• **Dataset extract**

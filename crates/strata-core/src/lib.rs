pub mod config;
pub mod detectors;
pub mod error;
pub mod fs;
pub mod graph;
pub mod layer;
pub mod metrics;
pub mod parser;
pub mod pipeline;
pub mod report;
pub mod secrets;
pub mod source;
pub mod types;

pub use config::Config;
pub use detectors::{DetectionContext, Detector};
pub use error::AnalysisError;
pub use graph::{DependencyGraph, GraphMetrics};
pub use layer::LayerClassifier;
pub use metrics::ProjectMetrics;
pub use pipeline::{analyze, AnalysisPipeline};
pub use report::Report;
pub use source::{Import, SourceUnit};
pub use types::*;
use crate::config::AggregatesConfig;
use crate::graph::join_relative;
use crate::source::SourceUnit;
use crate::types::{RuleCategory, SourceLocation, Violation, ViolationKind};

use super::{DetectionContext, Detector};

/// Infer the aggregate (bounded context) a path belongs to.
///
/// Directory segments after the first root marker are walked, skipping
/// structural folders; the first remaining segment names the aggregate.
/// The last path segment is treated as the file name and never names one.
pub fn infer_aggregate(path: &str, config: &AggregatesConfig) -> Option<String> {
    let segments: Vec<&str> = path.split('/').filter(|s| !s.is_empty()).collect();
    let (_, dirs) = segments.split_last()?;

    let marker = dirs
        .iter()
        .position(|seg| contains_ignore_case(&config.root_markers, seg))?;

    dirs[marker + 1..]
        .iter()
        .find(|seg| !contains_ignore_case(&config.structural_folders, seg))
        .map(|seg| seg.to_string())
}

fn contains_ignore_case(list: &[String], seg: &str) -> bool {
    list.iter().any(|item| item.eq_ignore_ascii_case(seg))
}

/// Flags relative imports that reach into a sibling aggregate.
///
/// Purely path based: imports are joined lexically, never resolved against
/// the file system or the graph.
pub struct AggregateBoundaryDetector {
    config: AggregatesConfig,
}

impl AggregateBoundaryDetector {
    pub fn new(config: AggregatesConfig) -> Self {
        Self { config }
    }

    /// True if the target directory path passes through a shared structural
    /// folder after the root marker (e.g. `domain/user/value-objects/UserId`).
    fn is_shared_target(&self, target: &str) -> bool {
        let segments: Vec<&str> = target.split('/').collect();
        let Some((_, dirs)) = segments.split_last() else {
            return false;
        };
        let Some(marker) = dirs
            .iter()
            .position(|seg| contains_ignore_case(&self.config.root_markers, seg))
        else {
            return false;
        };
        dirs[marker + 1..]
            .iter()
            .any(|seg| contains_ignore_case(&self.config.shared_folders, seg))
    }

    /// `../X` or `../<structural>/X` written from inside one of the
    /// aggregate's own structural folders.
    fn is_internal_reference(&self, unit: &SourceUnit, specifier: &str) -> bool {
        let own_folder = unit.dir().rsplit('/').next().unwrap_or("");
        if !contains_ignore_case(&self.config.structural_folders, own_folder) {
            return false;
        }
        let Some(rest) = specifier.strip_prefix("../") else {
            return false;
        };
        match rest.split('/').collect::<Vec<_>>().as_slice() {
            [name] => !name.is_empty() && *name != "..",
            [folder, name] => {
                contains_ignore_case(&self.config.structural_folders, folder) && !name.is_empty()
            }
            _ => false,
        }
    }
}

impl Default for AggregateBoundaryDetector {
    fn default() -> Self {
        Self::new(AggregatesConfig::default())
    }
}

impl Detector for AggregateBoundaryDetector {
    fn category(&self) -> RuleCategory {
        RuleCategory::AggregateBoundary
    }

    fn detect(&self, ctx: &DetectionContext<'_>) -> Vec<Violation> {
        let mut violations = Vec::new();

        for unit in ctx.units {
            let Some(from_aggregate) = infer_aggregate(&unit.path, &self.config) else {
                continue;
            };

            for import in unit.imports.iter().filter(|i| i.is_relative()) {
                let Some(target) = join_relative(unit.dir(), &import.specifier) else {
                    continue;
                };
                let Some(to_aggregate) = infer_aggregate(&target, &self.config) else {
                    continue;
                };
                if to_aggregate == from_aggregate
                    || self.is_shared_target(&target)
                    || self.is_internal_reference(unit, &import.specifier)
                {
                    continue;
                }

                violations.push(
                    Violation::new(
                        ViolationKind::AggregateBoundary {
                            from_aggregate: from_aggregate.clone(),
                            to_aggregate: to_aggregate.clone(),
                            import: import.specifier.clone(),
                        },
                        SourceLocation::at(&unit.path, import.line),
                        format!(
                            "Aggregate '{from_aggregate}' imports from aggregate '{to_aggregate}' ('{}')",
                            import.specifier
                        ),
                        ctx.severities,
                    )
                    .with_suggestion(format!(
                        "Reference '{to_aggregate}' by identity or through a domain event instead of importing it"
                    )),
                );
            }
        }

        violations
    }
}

• **Task item**
Without omission, return all of the records exactly as given.

• **The answer**
filename crates/strata-core/src/lib.rs
pub mod config;
pub mod detectors;
pub mod error;
pub mod fs;
pub mod graph;
pub mod layer;
pub mod metrics;
pub mod parser;
pub mod pipeline;
pub mod report;
pub mod secrets;
pub mod source;
pub mod types;

pub use config::Config;
pub use detectors::{DetectionContext, Detector};
pub use error::AnalysisError;
pub use graph::{DependencyGraph, GraphMetrics};
pub use layer::LayerClassifier;
pub use metrics::ProjectMetrics;
pub use pipeline::{analyze, AnalysisPipeline};
pub use report::Report;
pub use source::{Import, SourceUnit};
pub use types::*;
use crate::config::AggregatesConfig;
use crate::graph::join_relative;
use crate::source::SourceUnit;
use crate::types::{RuleCategory, SourceLocation, Violation, ViolationKind};

use super::{DetectionContext, Detector};

/// Infer the aggregate (bounded context) a path belongs to.
///
/// Directory segments after the first root marker are walked, skipping
/// structural folders; the first remaining segment names the aggregate.
/// The last path segment is treated as the file name and never names one.
pub fn infer_aggregate(path: &str, config: &AggregatesConfig) -> Option<String> {
    let segments: Vec<&str> = path.split('/').filter(|s| !s.is_empty()).collect();
    let (_, dirs) = segments.split_last()?;

    let marker = dirs
        .iter()
        .position(|seg| contains_ignore_case(&config.root_markers, seg))?;

    dirs[marker + 1..]
        .iter()
        .find(|seg| !contains_ignore_case(&config.structural_folders, seg))
        .map(|seg| seg.to_string())
}

fn contains_ignore_case(list: &[String], seg: &str) -> bool {
    list.iter().any(|item| item.eq_ignore_ascii_case(seg))
}

/// Flags relative imports that reach into a sibling aggregate.
///
/// Purely path based: imports are joined lexically, never resolved against
/// the file system or the graph.
pub struct AggregateBoundaryDetector {
    config: AggregatesConfig,
}

impl AggregateBoundaryDetector {
    pub fn new(config: AggregatesConfig) -> Self {
        Self { config }
    }

    /// True if the target directory path passes through a shared structural
    /// folder after the root marker (e.g. `domain/user/value-objects/UserId`).
    fn is_shared_target(&self, target: &str) -> bool {
        let segments: Vec<&str> = target.split('/').collect();
        let Some((_, dirs)) = segments.split_last() else {
            return false;
        };
        let Some(marker) = dirs
            .iter()
            .position(|seg| contains_ignore_case(&self.config.root_markers, seg))
        else {
            return false;
        };
        dirs[marker + 1..]
            .iter()
            .any(|seg| contains_ignore_case(&self.config.shared_folders, seg))
    }

    /// `../X` or `../<structural>/X` written from inside one of the
    /// aggregate's own structural folders.
    fn is_internal_reference(&self, unit: &SourceUnit, specifier: &str) -> bool {
        let own_folder = unit.dir().rsplit('/').next().unwrap_or("");
        if !contains_ignore_case(&self.config.structural_folders, own_folder) {
            return false;
        }
        let Some(rest) = specifier.strip_prefix("../") else {
            return false;
        };
        match rest.split('/').collect::<Vec<_>>().as_slice() {
            [name] => !name.is_empty() && *name != "..",
            [folder, name] => {
                contains_ignore_case(&self.config.structural_folders, folder) && !name.is_empty()
            }
            _ => false,
        }
    }
}

impl Default for AggregateBoundaryDetector {
    fn default() -> Self {
        Self::new(AggregatesConfig::default())
    }
}

impl Detector for AggregateBoundaryDetector {
    fn category(&self) -> RuleCategory {
        RuleCategory::AggregateBoundary
    }

    fn detect(&self, ctx: &DetectionContext<'_>) -> Vec<Violation> {
        let mut violations = Vec::new();

        for unit in ctx.units {
            let Some(from_aggregate) = infer_aggregate(&unit.path, &self.config) else {
                continue;
            };

            for import in unit.imports.iter().filter(|i| i.is_relative()) {
                let Some(target) = join_relative(unit.dir(), &import.specifier) else {
                    continue;
                };
                let Some(to_aggregate) = infer_aggregate(&target, &self.config) else {
                    continue;
                };
                if to_aggregate == from_aggregate
                    || self.is_shared_target(&target)
                    || self.is_internal_reference(unit, &import.specifier)
                {
                    continue;
                }

                violations.push(
                    Violation::new(
                        ViolationKind::AggregateBoundary {
                            from_aggregate: from_aggregate.clone(),
                            to_aggregate: to_aggregate.clone(),
                            import: import.specifier.clone(),
                        },
                        SourceLocation::at(&unit.path, import.line),
                        format!(
                            "Aggregate '{from_aggregate}' imports from aggregate '{to_aggregate}' ('{}')",
                            import.specifier
                        ),
                        ctx.severities,
                    )
                    .with_suggestion(format!(
                        "Reference '{to_aggregate}' by identity or through a domain event instead of importing it"
                    )),
                );
            }
        }

        violations
    }
}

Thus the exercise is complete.